Both the line with "filename src/codec.rs" and the line with "match (codec.is_empty(), channels.is_empty())" in the records below must appear in the output, along with every line between them, exactly and with nothing added.

*** Begin section ***

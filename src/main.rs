//! stream-titles
//!
//! Lists the streams of a media part, as exported by the media server in
//! JSON, with the titles a player would show for them.

use std::path::{Path, PathBuf};

use clap::Parser;
use tracing_subscriber::{layer::SubscriberExt, util::SubscriberInitExt};

use plex_streams::config::ToolConfig;
use plex_streams::config_file::{generate_default_config, ConfigFile};
use plex_streams::{MediaPart, Result, Stream, StreamError, StreamType};

/// Application version
const VERSION: &str = env!("CARGO_PKG_VERSION");

/// Application name
const APP_NAME: &str = "stream-titles";

/// Show display titles for the streams of a media part.
#[derive(Parser, Debug, Clone)]
#[command(name = "stream-titles")]
#[command(author, version, about, long_about = None)]
struct Args {
    /// JSON file with the part's streams.
    #[arg(required_unless_present = "generate_config")]
    input: Option<PathBuf>,

    /// Configuration file (TOML).
    #[arg(short, long, default_value = "stream-titles.toml")]
    config: PathBuf,

    /// Only list streams of this type (video, audio, subtitle, lyrics).
    #[arg(short = 't', long = "type", value_parser = parse_stream_type)]
    stream_type: Option<StreamType>,

    /// Select the stream with this id before listing.
    #[arg(short, long)]
    select: Option<i64>,

    /// Write a default configuration file to this path and exit.
    #[arg(long)]
    generate_config: Option<PathBuf>,
}

fn parse_stream_type(s: &str) -> std::result::Result<StreamType, String> {
    StreamType::from_name(s).ok_or_else(|| format!("unknown stream type {:?}", s))
}

fn main() -> Result<()> {
    let args = Args::parse();

    if let Some(path) = &args.generate_config {
        generate_default_config(path)?;
        println!("Wrote default configuration to {}", path.display());
        return Ok(());
    }

    let (config, load_error) = load_config(&args.config);
    config.validate()?;

    init_logging(&config);
    tracing::debug!("{} v{} starting", APP_NAME, VERSION);
    if let Some(e) = load_error {
        tracing::warn!(
            "Failed to load config file {}: {}. Using defaults.",
            args.config.display(),
            e
        );
    }
    tracing::debug!("Configuration loaded: {:?}", config);

    let input = args
        .input
        .as_ref()
        .ok_or_else(|| StreamError::Config("no input file given".to_string()))?;
    let json = std::fs::read_to_string(input)?;
    let mut part = MediaPart::from_json(&json)?;

    if let Some(id) = args.select {
        let target = part
            .stream_by_id(id)
            .cloned()
            .ok_or_else(|| StreamError::StreamNotFound(format!("id={}", id)))?;
        part.set_selected_stream(&target);
        tracing::info!("Selected {} stream {}: {}", target.stream_type(), id, target);
    }

    print_part(&part, &config, args.stream_type);
    Ok(())
}

/// Load the configuration file, falling back to defaults.
///
/// A missing file is not an error; an unreadable one is returned so it can
/// be logged once logging is up.
fn load_config(path: &Path) -> (ToolConfig, Option<StreamError>) {
    if !path.exists() {
        return (ToolConfig::default(), None);
    }
    match ConfigFile::from_file(path) {
        Ok(cf) => (cf.into_tool_config(), None),
        Err(e) => (ToolConfig::default(), Some(e)),
    }
}

/// Initialize logging with tracing
fn init_logging(config: &ToolConfig) {
    let filter = tracing_subscriber::EnvFilter::try_from_default_env().unwrap_or_else(|_| {
        format!(
            "plex_streams={0},stream_titles={0}",
            config.log_level
        )
        .into()
    });
    let registry = tracing_subscriber::registry().with(filter);

    // Logs go to stderr; stdout carries the listing.
    if config.log_format == "json" {
        registry
            .with(tracing_subscriber::fmt::layer().json().with_writer(std::io::stderr))
            .init();
    } else {
        registry
            .with(tracing_subscriber::fmt::layer().with_writer(std::io::stderr))
            .init();
    }
}

fn print_part(part: &MediaPart, config: &ToolConfig, only: Option<StreamType>) {
    const ORDER: [StreamType; 4] = [
        StreamType::Video,
        StreamType::Audio,
        StreamType::Subtitle,
        StreamType::Lyrics,
    ];

    for stream_type in ORDER {
        if only.is_some_and(|t| t != stream_type) {
            continue;
        }

        if stream_type == StreamType::Subtitle && config.show_none_subtitle {
            let subtitles_off = part.selected_stream(StreamType::Subtitle).is_none();
            for (pos, stream) in part.subtitle_choices().iter().enumerate() {
                let selected = if pos == 0 { subtitles_off } else { stream.is_selected() };
                print_stream(stream, selected, config);
            }
        } else {
            for stream in part.streams_of_type(stream_type) {
                print_stream(stream, stream.is_selected(), config);
            }
        }
    }

    // Types without a place in the ordering, listed as they come.
    for stream in part.streams() {
        let stream_type = stream.stream_type();
        if ORDER.contains(&stream_type) || only.is_some_and(|t| t != stream_type) {
            continue;
        }
        print_stream(stream, stream.is_selected(), config);
    }
}

fn print_stream(stream: &Stream, selected: bool, config: &ToolConfig) {
    let marker = if selected { "*" } else { " " };
    let id = stream
        .id
        .map(|id| id.to_string())
        .unwrap_or_else(|| "-".to_string());
    println!(
        "{} {:>8} {:<8} {}",
        marker,
        id,
        stream.stream_type().to_string(),
        stream
    );

    if stream.stream_type() == StreamType::Subtitle && !stream.is_embedded() {
        match config.subtitle_url(stream) {
            Ok(url) => println!("  {:>8} {:<8} {}", "", "", url),
            Err(e) => tracing::warn!("no subtitle url for {}: {}", stream, e),
        }
    }
}
//! Configuration file support
//!
//! Loads tool configuration from TOML files.

use serde::{Deserialize, Serialize};
use std::path::Path;

use crate::config::ToolConfig;
use crate::error::Result;

/// Configuration file format
#[derive(Debug, Clone, Serialize, Deserialize)]
pub struct ConfigFile {
    /// Logging settings
    pub logging: Option<LoggingSettings>,
    /// Display settings
    pub display: Option<DisplaySettings>,
}

#[derive(Debug, Clone, Serialize, Deserialize)]
pub struct LoggingSettings {
    /// Log level (trace, debug, info, warn, error)
    pub level: String,
    /// Output format (json, pretty)
    pub format: Option<String>,
}

#[derive(Debug, Clone, Serialize, Deserialize)]
pub struct DisplaySettings {
    /// Server base URL for subtitle fetch paths
    pub server_url: Option<String>,
    /// List the "None" subtitle entry
    pub show_none_subtitle: Option<bool>,
}

impl ConfigFile {
    /// Load configuration from a TOML file
    pub fn from_file<P: AsRef<Path>>(path: P) -> Result<Self> {
        let content = std::fs::read_to_string(path.as_ref())?;
        let config: ConfigFile = toml::from_str(&content)?;
        Ok(config)
    }

    /// Save configuration to a TOML file
    pub fn to_file<P: AsRef<Path>>(&self, path: P) -> Result<()> {
        let content = toml::to_string_pretty(self)?;
        std::fs::write(path.as_ref(), content)?;
        Ok(())
    }

    /// Generate default configuration file
    pub fn default_config() -> Self {
        Self {
            logging: Some(LoggingSettings {
                level: "info".to_string(),
                format: Some("pretty".to_string()),
            }),
            display: Some(DisplaySettings {
                server_url: None,
                show_none_subtitle: Some(true),
            }),
        }
    }

    /// Convert to ToolConfig
    pub fn into_tool_config(self) -> ToolConfig {
        let defaults = ToolConfig::default();
        let (log_level, log_format) = match self.logging {
            Some(l) => (l.level, l.format.unwrap_or(defaults.log_format)),
            None => (defaults.log_level, defaults.log_format),
        };

        ToolConfig {
            log_level,
            log_format,
            server_url: self.display.as_ref().and_then(|d| d.server_url.clone()),
            show_none_subtitle: self
                .display
                .as_ref()
                .and_then(|d| d.show_none_subtitle)
                .unwrap_or(defaults.show_none_subtitle),
        }
    }
}

/// Generate default configuration file at the specified path
pub fn generate_default_config<P: AsRef<Path>>(path: P) -> Result<()> {
    let config = ConfigFile::default_config();
    config.to_file(path)?;
    Ok(())
}
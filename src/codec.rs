//! Codec and channel labels
//!
//! Turns the short codec name and channel count from stream metadata into
//! the labels shown in track titles.

/// Display label for a raw codec name
pub fn codec_label(codec: Option<&str>) -> String {
    match codec {
        None | Some("") => String::new(),
        Some("dca") => "DTS".to_string(), // ffmpeg's name for DTS
        Some(c) => c.to_uppercase(),
    }
}

/// Display label for an audio channel count
pub fn channels_label(channels: Option<u32>) -> String {
    match channels {
        Some(1) => "Mono".to_string(),
        Some(2) => "Stereo".to_string(),
        Some(n) if n > 2 => format!("{}.1", n - 1),
        _ => String::new(),
    }
}

/// Combine codec and channel labels into an audio title suffix
pub fn audio_suffix(codec: &str, channels: &str) -> Option<String> {
    match (codec.is_empty(), channels.is_empty()) {
        (false, false) => Some(format!(" ({} {})", codec, channels)),
        (true, true) => None,
        _ => Some(format!(" ({}{})", codec, channels)),
    }
}
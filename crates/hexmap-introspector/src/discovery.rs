//! Map discovery over a [`MapSource`].
//!
//! Tile detail requests go through an ordered buffered stream: up to
//! `concurrency` requests are in flight, and results are yielded in the
//! order of the tile list regardless of completion order.

use crate::analyzer;
use crate::types::{TileInfo, WorldInfo};
use futures::stream::{self, StreamExt, TryStreamExt};
use hexmap_core::traits::MapSource;
use hexmap_core::{Result, TileId};
use tracing::{debug, info};

/// Discovers tiles and locations from a map source.
///
/// # Examples
///
/// ```
/// use async_trait::async_trait;
/// use hexmap_core::traits::MapSource;
/// use hexmap_core::{MapTextItem, Result, TileId};
/// use hexmap_introspector::Introspector;
///
/// struct OneTile;
///
/// #[async_trait]
/// impl MapSource for OneTile {
///     async fn tiles(&self) -> Result<Vec<TileId>> {
///         Ok(vec![TileId::new("StonecradleHex")])
///     }
///
///     async fn tile_details(&self, _tile: &TileId) -> Result<Vec<MapTextItem>> {
///         Ok(vec![MapTextItem {
///             text: "The Cord".to_string(),
///             map_marker_type: "Major".to_string(),
///             x: 0.5,
///             y: 0.5,
///         }])
///     }
/// }
///
/// # #[tokio::main]
/// # async fn main() {
/// let world = Introspector::new(OneTile).discover().await.unwrap();
/// assert_eq!(world.tiles[0].name, "Stonecradle");
/// assert_eq!(world.tiles[0].locations[0].ident, "TheCord");
/// # }
/// ```
#[derive(Debug)]
pub struct Introspector<S> {
    source: S,
    concurrency: usize,
}

impl<S: MapSource> Introspector<S> {
    /// Creates a sequential introspector.
    #[must_use]
    pub const fn new(source: S) -> Self {
        Self {
            source,
            concurrency: 1,
        }
    }

    /// Sets the maximum number of tile requests in flight (at least 1).
    #[must_use]
    pub fn with_concurrency(mut self, concurrency: usize) -> Self {
        self.concurrency = concurrency.max(1);
        self
    }

    /// Returns the configured concurrency.
    #[must_use]
    pub const fn concurrency(&self) -> usize {
        self.concurrency
    }

    /// Returns the underlying source.
    #[must_use]
    pub const fn source(&self) -> &S {
        &self.source
    }

    /// Fetches the tile list and pairs each id with its derived name.
    ///
    /// # Errors
    ///
    /// Returns an error if the tile list cannot be fetched.
    pub async fn list_tiles(&self) -> Result<Vec<(TileId, String)>> {
        let ids = self.source.tiles().await?;
        Ok(ids
            .into_iter()
            .map(|id| {
                let name = analyzer::tile_name(id.as_str());
                (id, name)
            })
            .collect())
    }

    /// Discovers every tile and its locations.
    ///
    /// Tiles are returned in tile-list order. The first failing request
    /// aborts discovery and no partial result is returned.
    ///
    /// # Errors
    ///
    /// Returns the first error reported by the source.
    pub async fn discover(&self) -> Result<WorldInfo> {
        let ids = self.source.tiles().await?;
        info!(
            "Discovered {} tiles (concurrency {})",
            ids.len(),
            self.concurrency
        );

        let tiles: Vec<TileInfo> = stream::iter(ids)
            .map(|id| self.discover_tile(id))
            .buffered(self.concurrency)
            .try_collect()
            .await?;

        let world = WorldInfo { tiles };
        info!(
            "Collected {} locations across {} tiles",
            world.location_count(),
            world.tiles.len()
        );

        Ok(world)
    }

    async fn discover_tile(&self, id: TileId) -> Result<TileInfo> {
        info!("Getting details for {} hex", analyzer::tile_name(id.as_str()));

        let items = self.source.tile_details(&id).await?;
        let tile = analyzer::analyze_tile(id, &items);

        for location in &tile.locations {
            debug!(
                "  {} position: {} ({})",
                tile.name, location.ident, location.marker
            );
        }

        Ok(tile)
    }
}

*** End section ***

ANSWER BELOW ▸
filename src/codec.rs
//! Codec and channel labels
//!
//! Turns the short codec name and channel count from stream metadata into
//! the labels shown in track titles.

/// Display label for a raw codec name
pub fn codec_label(codec: Option<&str>) -> String {
    match codec {
        None | Some("") => String::new(),
        Some("dca") => "DTS".to_string(), // ffmpeg's name for DTS
        Some(c) => c.to_uppercase(),
    }
}

/// Display label for an audio channel count
pub fn channels_label(channels: Option<u32>) -> String {
    match channels {
        Some(1) => "Mono".to_string(),
        Some(2) => "Stereo".to_string(),
        Some(n) if n > 2 => format!("{}.1", n - 1),
        _ => String::new(),
    }
}

/// Combine codec and channel labels into an audio title suffix
pub fn audio_suffix(codec: &str, channels: &str) -> Option<String> {
    match (codec.is_empty(), channels.is_empty()) {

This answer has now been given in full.